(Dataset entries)
:::

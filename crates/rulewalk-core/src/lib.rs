#![cfg_attr(coverage_nightly, feature(coverage_attribute))]

//! Core building blocks shared by the rulewalk crates.
//!
//! - [`Stack`]: fixed-capacity LIFO used by the parse driver and lookahead probe
//! - [`SmallString`]: inline, length-checked string for grammar symbol names
//! - [`Token`] / [`TokenKind`]: span-based tokens consumed by the driver
//! - [`Colors`]: ANSI palette for dumps and traces

mod colors;
mod small_string;
mod stack;
mod token;


pub use colors::Colors;
pub use small_string::{CapacityError, SmallString};
pub use stack::{Stack, StackError};
pub use token::{Token, TokenKind};
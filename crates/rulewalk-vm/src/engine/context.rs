use std::num::NonZeroU16;

use rulewalk_bytecode::{CompiledGrammar, GrammarNode};
use rulewalk_core::Token;

/// Caller-side half of a parse.
///
/// Supplies the grammar and the two boundary nodes, and gives meaning to the
/// validator and actor ids stored in terminals. The context owns whatever
/// state actors build up; the driver only borrows it for one parse.
pub trait ParseContext {
    fn grammar(&self) -> &CompiledGrammar;

    /// Pushed first, popped last. Usually a terminal whose validator accepts
    /// `EndOfData`.
    fn end_node(&self) -> GrammarNode;

    fn start_node(&self) -> GrammarNode;

    /// Called once, after the stack is seeded and before the first pop.
    fn begin_parsing(&mut self) {}

    /// Must not have side effects: the lookahead probe calls it speculatively.
    fn check_validator(&self, token: &Token, validator: NonZeroU16) -> bool;

    /// Returns `false` to abort the parse.
    fn run_actor(&mut self, token: &Token, actor: NonZeroU16) -> bool;
}

impl<C: ParseContext + ?Sized> ParseContext for &mut C {
    fn grammar(&self) -> &CompiledGrammar {
        (**self).grammar()
    }

    fn end_node(&self) -> GrammarNode {
        (**self).end_node()
    }

    fn start_node(&self) -> GrammarNode {
        (**self).start_node()
    }

    fn begin_parsing(&mut self) {
        (**self).begin_parsing()
    }

    fn check_validator(&self, token: &Token, validator: NonZeroU16) -> bool {
        (**self).check_validator(token, validator)
    }

    fn run_actor(&mut self, token: &Token, actor: NonZeroU16) -> bool {
        (**self).run_actor(token, actor)
    }
}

:::

*YOUR OBJECTIVE*
Set down exactly the line with "impl<C: ParseContext +" and each line after it up to the end of the records, adding nothing.

*TASK RESULT*
impl<C: ParseContext + ?Sized> ParseContext for &mut C {
    fn grammar(&self) -> &CompiledGrammar {
        (**self).grammar()
    }

    fn end_node(&self) -> GrammarNode {
        (**self).end_node()
    }

    fn start_node(&self) -> GrammarNode {
        (**self).start_node()
    }

    fn begin_parsing(&mut self) {
        (**self).begin_parsing()
    }

    fn check_validator(&self, token: &Token, validator: NonZeroU16) -> bool {
        (**self).check_validator(token, validator)
    }

    fn run_actor(&mut self, token: &Token, actor: NonZeroU16) -> bool {
        (**self).run_actor(token, actor)
    }
}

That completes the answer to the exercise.